Now, the most error prone and least useful way to model this is to
create enumerated type columns in the person table... it is error
prone because the actual email table will join with the people table
on this enumerated field and it has to be kept in sync in 2 places.
not only that, but it is more difficult to get a list of email_types
for front-end rendering this way.

The 'standard' way to do this is to:

(1) create an email_types table with 2 columns: id and the name of the
email_type
(2) create a person table with a column indicated preferred email
(3) create a person_email table which has all email values for that
person.

Now , my co-workers are up-in arms about table #1 above... they think
it is counter-productive to have a table with only 2 or 3 items in it.
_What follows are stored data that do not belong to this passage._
use std::rc::Rc;

use thiserror::Error;

use crate::compiler::ast::*;
use crate::compiler::lexer::{Span, Token, TokenKind};

/// Errors raised while parsing a token stream.
#[derive(Debug, Clone, PartialEq, Error)]
pub enum ParseError {
    #[error("expected {expected}, found {found}")]
    UnexpectedToken {
        expected: String,
        found: String,
        span: Span,
    },
    /// Only reachable from hand-built token streams; the lexer never emits
    /// a marker that is not followed by `[` or `{`.
    #[error("expected `[` or `{{` after `#`, found {found}")]
    UnexpectedTokenAfterMarker { found: String, span: Span },
    #[error("malformed element {} in sequence literal: {}", .index + 1, .reason)]
    MalformedElement {
        index: usize,
        reason: String,
        span: Span,
    },
    #[error("malformed entry {} in mapping literal: {}", .index + 1, .reason)]
    MalformedEntry {
        index: usize,
        reason: String,
        span: Span,
    },
    #[error("invalid assignment target")]
    InvalidAssignmentTarget { span: Span },
}

impl ParseError {
    pub fn span(&self) -> Span {
        match self {
            ParseError::UnexpectedToken { span, .. }
            | ParseError::UnexpectedTokenAfterMarker { span, .. }
            | ParseError::MalformedElement { span, .. }
            | ParseError::MalformedEntry { span, .. }
            | ParseError::InvalidAssignmentTarget { span } => *span,
        }
    }
}

/// A recursive descent parser for hashlit.
pub struct Parser {
    tokens: Vec<Token>,
    current: usize,
}
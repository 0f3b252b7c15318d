//! Runtime configuration types.

/// Where `print` writes its lines.
#[derive(Debug, Clone, Copy, Default, PartialEq, Eq)]
pub enum OutputMode {
    /// Write to stdout as lines are printed
    #[default]
    Stdout,
    /// Buffer lines for the embedder to collect
    Capture,
}

/// Runtime configuration for the interpreter
#[derive(Debug, Clone)]
pub struct RuntimeConfig {
    /// Nested calls allowed before failing with a stack overflow
    pub max_call_depth: usize,
    /// Log every protocol dispatch at info level
    pub trace_protocol: bool,
    pub output: OutputMode,
}

impl RuntimeConfig {
    pub const DEFAULT_MAX_CALL_DEPTH: usize = 200;
}

impl Default for RuntimeConfig {
    fn default() -> Self {
        Self {
            max_call_depth: Self::DEFAULT_MAX_CALL_DEPTH,
            trace_protocol: false,
            output: OutputMode::Stdout,
        }
    }
}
The compromise has been a 'types_warehouse' table, which would lump
together the email_types and phone_types into a table like so:

CREATE TABLE types_warehose
INTEGER id
VARCHAR(255) typeof_type
VARCHAR(255) type_name


and this table would have entries like:

(1, 'email', 'home')
(2, 'email', 'work')
(3, 'phone', 'cell')
(4, 'phone', 'alternate')


Do you have any feedback on the 3 options for modelling m-to-n
relations? I am in favor of the 'standard' way. Is there a particular
online or book reference that would argue for/against any of these
approaches?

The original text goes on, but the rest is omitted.